# Blush Mountain rock



## RandyS (Feb 6, 2015)

I went to a local landscape supply business yesterday and picked up 240 lbs of Blush Mountain rock for $17! It's has a dark red tint with visible veins running through it and man, it looks really cool when wet.
Has anyone heard of this stuff?


----------



## notho2000 (Dec 8, 2012)

No but the 'red' could be iron compounds.If so, it might leach into the water. Not good for fish. Any way of checking it out?


----------



## RandyS (Feb 6, 2015)

I wondered that myself although the red doesn't look like something that would leach out. The tinted areas look like super hard rock.
I put some of it in my hospital tank so see what happens but really don't know what to look in terms of water parameters.
Is there another way to test it?


----------



## RandyS (Feb 6, 2015)

Does anyone know how to tell if a rock is leaching something that's unhealthy?
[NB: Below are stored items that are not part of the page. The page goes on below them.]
//! HTTP middleware components.
//!
//! Provides domain routing and bearer authentication layers, plus the
//! extractors handlers use to require a caller and its permissions.

pub mod auth;
pub mod domain;

pub use auth::{AuthUser, PermissionGate, RequirePermissions, authenticate, require_permissions};
pub use domain::{ResolvedApp, X_APP, X_APP_TYPE, resolve_app};
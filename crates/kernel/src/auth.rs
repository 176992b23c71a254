//! Caller identity.
//!
//! User and role persistence lives outside the kernel; all the kernel needs is
//! the caller's roles and granted permission keys. An [`Authenticator`]
//! resolves a bearer token to an [`Identity`] using, in order:
//!
//! 1. a static token table (development and service tokens), then
//! 2. HS256 JWTs carrying the identity in their claims, when a secret is set.

use std::collections::HashMap;
use std::path::Path;

use chrono::{Duration, Utc};
use jsonwebtoken::{Algorithm, DecodingKey, EncodingKey, Header, Validation};
use serde::{Deserialize, Serialize};
use thiserror::Error;

use crate::permissions::{PermissionSet, UserPermissions};

/// An authenticated caller.
#[derive(Debug, Clone, PartialEq, Eq, Serialize, Deserialize)]
pub struct Identity {
    pub id: String,
    pub username: String,
    #[serde(default)]
    pub roles: Vec<String>,
    #[serde(default)]
    pub permissions: Vec<String>,
}

impl Identity {
    pub fn permission_set(&self) -> PermissionSet {
        self.permissions.iter().cloned().collect()
    }

    pub fn user_permissions(&self) -> UserPermissions {
        UserPermissions {
            roles: self.roles.clone(),
            permissions: self.permissions.clone(),
        }
    }
}

/// Authentication failures.
#[derive(Debug, Error)]
pub enum AuthError {
    #[error("invalid token: {0}")]
    InvalidToken(String),

    #[error("token signing is not configured")]
    SigningDisabled,

    #[error("token file {path}: {details}")]
    TokenFile { path: String, details: String },
}

#[derive(Debug, Serialize, Deserialize)]
struct Claims {
    sub: String,
    username: String,
    #[serde(default)]
    roles: Vec<String>,
    #[serde(default)]
    permissions: Vec<String>,
    exp: i64,
}

/// Layout of a static token file.
///
/// ```toml
/// [tokens.admin-token]
/// id = "admin"
/// username = "admin"
/// roles = ["admin"]
/// permissions = ["*"]
/// ```
#[derive(Debug, Deserialize)]
struct TokenFile {
    #[serde(default)]
    tokens: HashMap<String, Identity>,
}

#[derive(Clone)]
struct JwtKeys {
    encoding: EncodingKey,
    decoding: DecodingKey,
    validation: Validation,
}

/// Resolves bearer tokens to identities.
#[derive(Clone, Default)]
pub struct Authenticator {
    static_tokens: HashMap<String, Identity>,
    jwt: Option<JwtKeys>,
}

impl std::fmt::Debug for Authenticator {
    fn fmt(&self, f: &mut std::fmt::Formatter<'_>) -> std::fmt::Result {
        f.debug_struct("Authenticator")
            .field("static_tokens", &self.static_tokens.len())
            .field("jwt", &self.jwt.is_some())
            .finish()
    }
}

impl Authenticator {
    pub fn new() -> Self {
        Self::default()
    }

    /// Accept `token` as `identity`.
    pub fn with_token(mut self, token: impl Into<String>, identity: Identity) -> Self {
        self.static_tokens.insert(token.into(), identity);
        self
    }

    /// Enable HS256 JWTs signed with `secret`.
    pub fn with_jwt_secret(mut self, secret: &[u8]) -> Self {
        self.jwt = Some(JwtKeys {
            encoding: EncodingKey::from_secret(secret),
            decoding: DecodingKey::from_secret(secret),
            validation: Validation::new(Algorithm::HS256),
        });
        self
    }

    /// Add every token of a TOML token file. Returns how many were loaded.
    pub fn load_token_file(&mut self, path: &Path) -> Result<usize, AuthError> {
        let display = path.display().to_string();
        let content = std::fs::read_to_string(path).map_err(|e| AuthError::TokenFile {
            path: display.clone(),
            details: e.to_string(),
        })?;
        let file: TokenFile = toml::from_str(&content).map_err(|e| AuthError::TokenFile {
            path: display,
            details: e.to_string(),
        })?;
        let count = file.tokens.len();
        self.static_tokens.extend(file.tokens);
        Ok(count)
    }

    /// Resolve a raw bearer token.
    pub fn authenticate(&self, token: &str) -> Result<Identity, AuthError> {
        if let Some(identity) = self.static_tokens.get(token) {
            return Ok(identity.clone());
        }

        let Some(jwt) = &self.jwt else {
            return Err(AuthError::InvalidToken("unknown token".to_string()));
        };

        let data = jsonwebtoken::decode::<Claims>(token, &jwt.decoding, &jwt.validation)
            .map_err(|e| AuthError::InvalidToken(e.to_string()))?;
        let claims = data.claims;
        Ok(Identity {
            id: claims.sub,
            username: claims.username,
            roles: claims.roles,
            permissions: claims.permissions,
        })
    }

    /// Sign a JWT for `identity`, valid for `ttl`.
    pub fn issue_token(&self, identity: &Identity, ttl: Duration) -> Result<String, AuthError> {
        let jwt = self.jwt.as_ref().ok_or(AuthError::SigningDisabled)?;
        let claims = Claims {
            sub: identity.id.clone(),
            username: identity.username.clone(),
            roles: identity.roles.clone(),
            permissions: identity.permissions.clone(),
            exp: (Utc::now() + ttl).timestamp(),
        };
        jsonwebtoken::encode(&Header::new(Algorithm::HS256), &claims, &jwt.encoding)
            .map_err(|e| AuthError::InvalidToken(e.to_string()))
    }

    pub fn static_token_count(&self) -> usize {
        self.static_tokens.len()
    }

    pub fn jwt_enabled(&self) -> bool {
        self.jwt.is_some()
    }
}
Do any on the regular water parameters change?


----------



## xrayutoo (Feb 3, 2015)

RandyS said:


> Does anyone know how to tell if a rock is leaching something that's unhealthy? Do any on the regular water parameters change?


Put a little on it Vinegar if it bubbles don't use it. If the color rubs off on your finger don't use it. Other than that go for it.


----------



## lizardboy (Jun 10, 2015)

Vinegar doesn't always work. There are stronger acids that work better.


----------